- **MATERIAL TO PROCESS**:
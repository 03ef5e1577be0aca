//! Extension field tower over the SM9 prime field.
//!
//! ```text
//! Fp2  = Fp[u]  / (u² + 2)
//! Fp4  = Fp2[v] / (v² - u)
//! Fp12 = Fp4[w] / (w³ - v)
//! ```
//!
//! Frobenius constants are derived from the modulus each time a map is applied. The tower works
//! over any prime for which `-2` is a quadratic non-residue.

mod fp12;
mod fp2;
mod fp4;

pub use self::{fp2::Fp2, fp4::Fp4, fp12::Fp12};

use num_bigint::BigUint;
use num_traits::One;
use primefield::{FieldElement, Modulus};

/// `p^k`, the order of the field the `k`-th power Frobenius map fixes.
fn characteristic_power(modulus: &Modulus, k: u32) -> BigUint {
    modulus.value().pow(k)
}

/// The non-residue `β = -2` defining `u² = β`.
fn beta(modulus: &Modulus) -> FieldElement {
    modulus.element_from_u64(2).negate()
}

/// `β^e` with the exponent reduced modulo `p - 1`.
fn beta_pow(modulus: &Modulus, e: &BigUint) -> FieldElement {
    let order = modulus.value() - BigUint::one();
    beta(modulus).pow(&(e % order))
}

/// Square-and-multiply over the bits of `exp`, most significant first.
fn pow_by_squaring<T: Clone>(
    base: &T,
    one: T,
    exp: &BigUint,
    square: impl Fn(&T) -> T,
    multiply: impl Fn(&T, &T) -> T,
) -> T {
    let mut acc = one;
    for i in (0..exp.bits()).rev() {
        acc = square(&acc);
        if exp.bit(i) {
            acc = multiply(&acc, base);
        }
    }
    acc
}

- **TASK ITEM**:
Write out exactly the lines from the one with "use num_traits::One;" through the end of the records above, both ends included, and leave out all other lines.

- **YOUR SOLUTION**:
use num_traits::One;
use primefield::{FieldElement, Modulus};

/// `p^k`, the order of the field the `k`-th power Frobenius map fixes.
fn characteristic_power(modulus: &Modulus, k: u32) -> BigUint {
    modulus.value().pow(k)
}

/// The non-residue `β = -2` defining `u² = β`.
fn beta(modulus: &Modulus) -> FieldElement {
    modulus.element_from_u64(2).negate()
}

/// `β^e` with the exponent reduced modulo `p - 1`.
fn beta_pow(modulus: &Modulus, e: &BigUint) -> FieldElement {
    let order = modulus.value() - BigUint::one();
    beta(modulus).pow(&(e % order))
}

/// Square-and-multiply over the bits of `exp`, most significant first.
fn pow_by_squaring<T: Clone>(
    base: &T,
    one: T,
    exp: &BigUint,
    square: impl Fn(&T) -> T,
    multiply: impl Fn(&T, &T) -> T,
) -> T {
    let mut acc = one;
    for i in (0..exp.bits()).rev() {
        acc = square(&acc);
        if exp.bit(i) {
            acc = multiply(&acc, base);
        }
    }
    acc
}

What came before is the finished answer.